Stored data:
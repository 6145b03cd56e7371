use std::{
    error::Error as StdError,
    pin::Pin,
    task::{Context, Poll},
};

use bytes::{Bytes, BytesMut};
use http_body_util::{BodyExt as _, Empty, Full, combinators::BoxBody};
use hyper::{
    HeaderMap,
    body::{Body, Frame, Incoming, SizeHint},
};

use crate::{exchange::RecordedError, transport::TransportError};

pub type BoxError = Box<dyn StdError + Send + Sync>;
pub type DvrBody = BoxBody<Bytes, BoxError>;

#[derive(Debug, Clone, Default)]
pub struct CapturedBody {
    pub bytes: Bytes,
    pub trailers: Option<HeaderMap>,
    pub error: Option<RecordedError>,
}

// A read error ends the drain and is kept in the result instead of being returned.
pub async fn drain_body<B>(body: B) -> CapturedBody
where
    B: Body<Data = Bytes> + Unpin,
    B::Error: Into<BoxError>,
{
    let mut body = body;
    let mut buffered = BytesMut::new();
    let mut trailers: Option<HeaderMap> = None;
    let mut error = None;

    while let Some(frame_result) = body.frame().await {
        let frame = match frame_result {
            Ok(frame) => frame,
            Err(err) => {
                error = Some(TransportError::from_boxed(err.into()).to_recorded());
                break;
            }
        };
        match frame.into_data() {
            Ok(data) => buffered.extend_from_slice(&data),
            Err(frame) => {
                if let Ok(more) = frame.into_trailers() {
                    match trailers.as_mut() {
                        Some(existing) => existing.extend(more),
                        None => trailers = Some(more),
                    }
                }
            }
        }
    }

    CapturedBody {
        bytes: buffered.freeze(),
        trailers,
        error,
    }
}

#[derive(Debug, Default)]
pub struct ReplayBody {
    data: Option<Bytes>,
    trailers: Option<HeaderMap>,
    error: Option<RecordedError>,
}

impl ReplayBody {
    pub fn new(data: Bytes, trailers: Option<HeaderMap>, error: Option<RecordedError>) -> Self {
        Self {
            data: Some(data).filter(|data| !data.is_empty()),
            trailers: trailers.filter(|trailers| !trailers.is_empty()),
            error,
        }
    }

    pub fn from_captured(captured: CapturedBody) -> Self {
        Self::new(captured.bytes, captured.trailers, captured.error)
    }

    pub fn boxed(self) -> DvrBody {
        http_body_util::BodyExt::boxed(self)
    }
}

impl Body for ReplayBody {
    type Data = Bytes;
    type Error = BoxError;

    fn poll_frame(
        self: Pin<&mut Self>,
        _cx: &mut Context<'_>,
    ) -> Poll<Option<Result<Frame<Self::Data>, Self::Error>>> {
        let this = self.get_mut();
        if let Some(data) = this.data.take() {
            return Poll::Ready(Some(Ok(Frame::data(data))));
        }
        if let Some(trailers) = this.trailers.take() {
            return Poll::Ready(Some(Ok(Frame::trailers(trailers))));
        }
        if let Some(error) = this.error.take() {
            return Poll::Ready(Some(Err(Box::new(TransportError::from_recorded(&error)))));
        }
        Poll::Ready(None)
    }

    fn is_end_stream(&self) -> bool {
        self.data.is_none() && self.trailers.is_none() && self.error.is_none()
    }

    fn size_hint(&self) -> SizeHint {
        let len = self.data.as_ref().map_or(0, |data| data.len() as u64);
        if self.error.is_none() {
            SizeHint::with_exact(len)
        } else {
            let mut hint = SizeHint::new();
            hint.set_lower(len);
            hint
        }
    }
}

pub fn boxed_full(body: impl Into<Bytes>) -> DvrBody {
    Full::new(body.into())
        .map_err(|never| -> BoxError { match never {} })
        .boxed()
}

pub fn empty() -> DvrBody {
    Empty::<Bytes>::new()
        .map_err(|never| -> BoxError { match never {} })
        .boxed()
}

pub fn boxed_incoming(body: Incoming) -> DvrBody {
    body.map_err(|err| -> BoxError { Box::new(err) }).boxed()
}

■ **Exercise goal**
Write out, word for word, every line from the one containing "Full::new(body.into())" through the last line of the records above.

■ **Answer area**
    Full::new(body.into())
        .map_err(|never| -> BoxError { match never {} })
        .boxed()
}

pub fn empty() -> DvrBody {
    Empty::<Bytes>::new()
        .map_err(|never| -> BoxError { match never {} })
        .boxed()
}

pub fn boxed_incoming(body: Incoming) -> DvrBody {
    body.map_err(|err| -> BoxError { Box::new(err) }).boxed()
}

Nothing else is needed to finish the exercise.